Task brief
Collect every line of the records below that contains the word "LoopId".

Collected data entries
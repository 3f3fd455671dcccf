use super::{LoopId, LoopState};
use crate::math::Vec3;
use crate::orchestrator::Core;
use std::cell::RefCell;
use std::fmt;
use std::rc::Weak;
use std::time::Duration;

/// Caller-held controller for one running loop.
///
/// Handles are cheap to clone and hold only a weak reference to the
/// orchestrator. Every method is a no-op once the loop has stopped, its
/// channel was reclaimed, or the orchestrator was dropped; queries then
/// report an inactive, silent loop.
#[derive(Clone)]
pub struct LoopHandle {
    id: LoopId,
    core: Weak<RefCell<Core>>,
}

impl fmt::Debug for LoopHandle {
    fn fmt(&self, f: &mut fmt::Formatter<'_>) -> fmt::Result {
        f.debug_struct("LoopHandle").field("id", &self.id).finish()
    }
}

impl PartialEq for LoopHandle {
    fn eq(&self, other: &Self) -> bool {
        self.id == other.id && self.core.ptr_eq(&other.core)
    }
}

impl LoopHandle {
    pub(crate) fn new(id: LoopId, core: Weak<RefCell<Core>>) -> Self {
        Self { id, core }
    }

    pub fn id(&self) -> LoopId {
        self.id
    }

    fn read<T>(&self, f: impl FnOnce(&Core) -> T) -> Option<T> {
        let cell = self.core.upgrade()?;
        let core = cell.try_borrow().ok()?;
        Some(f(&core))
    }

    fn write<T>(&self, f: impl FnOnce(&mut Core) -> T) -> Option<T> {
        let cell = self.core.upgrade()?;
        let Ok(mut core) = cell.try_borrow_mut() else {
            log::warn!("{}: orchestrator is busy; call ignored", self.id);
            return None;
        };
        Some(f(&mut core))
    }

    /// Playing (or paused) and not yet stopped.
    pub fn is_active(&self) -> bool {
        self.read(|core| core.loop_is_active(self.id))
            .unwrap_or(false)
    }

    pub fn state(&self) -> LoopState {
        self.read(|core| core.loop_state(self.id))
            .unwrap_or(LoopState::Inactive)
    }

    pub fn current_volume(&self) -> f32 {
        self.read(|core| core.loop_current_volume(self.id))
            .unwrap_or(0.0)
    }

    /// Volume the last `set_volume` / `fade_to_volume` aimed for, pack volume applied
    pub fn target_volume(&self) -> f32 {
        self.read(|core| core.loop_target_volume(self.id))
            .unwrap_or(0.0)
    }

    pub fn clip_index(&self) -> Option<usize> {
        self.read(|core| core.loop_clip_index(self.id)).flatten()
    }

    /// Sets the volume (0..1, scaled by the pack volume) at once.
    pub fn set_volume(&self, volume: f32) {
        let id = self.id;
        self.write(|core| core.run(|subsystems, ctx| subsystems.loops.set_volume(ctx, id, volume)));
    }

    pub fn fade_to_volume(&self, volume: f32, duration: Duration) {
        let id = self.id;
        self.write(|core| {
            core.run(|subsystems, ctx| subsystems.loops.fade_to_volume(ctx, id, volume, duration))
        });
    }

    /// Cross-fades to clip `index`. `None` uses the pack's cross-fade time.
    pub fn change_clip(&self, index: usize, crossfade: Option<Duration>) {
        let id = self.id;
        self.write(|core| {
            core.run(|subsystems, ctx| subsystems.loops.change_clip(ctx, id, index, crossfade))
        });
    }

    pub fn change_to_random_clip(&self, crossfade: Option<Duration>) {
        let id = self.id;
        self.write(|core| {
            core.run(|subsystems, ctx| subsystems.loops.change_to_random_clip(ctx, id, crossfade))
        });
    }

    /// Fades out and frees the channel. `None` uses the pack's fade-out.
    pub fn stop(&self, fade_out: Option<Duration>) {
        let id = self.id;
        self.write(|core| core.run(|subsystems, ctx| subsystems.loops.stop(ctx, id, fade_out)));
    }

    pub fn stop_immediate(&self) {
        let id = self.id;
        self.write(|core| core.run(|subsystems, ctx| subsystems.loops.stop_immediate(ctx, id)));
    }

    pub fn pause(&self) {
        let id = self.id;
        self.write(|core| core.run(|subsystems, ctx| subsystems.loops.pause(ctx, id)));
    }

    pub fn resume(&self) {
        let id = self.id;
        self.write(|core| core.run(|subsystems, ctx| subsystems.loops.resume(ctx, id)));
    }

    pub fn update_position(&self, position: Vec3) {
        let id = self.id;
        self.write(|core| {
            core.run(|subsystems, ctx| subsystems.loops.update_position(ctx, id, position))
        });
    }
}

Result of this exercise
use super::{LoopId, LoopState};
    id: LoopId,
    pub(crate) fn new(id: LoopId, core: Weak<RefCell<Core>>) -> Self {
    pub fn id(&self) -> LoopId {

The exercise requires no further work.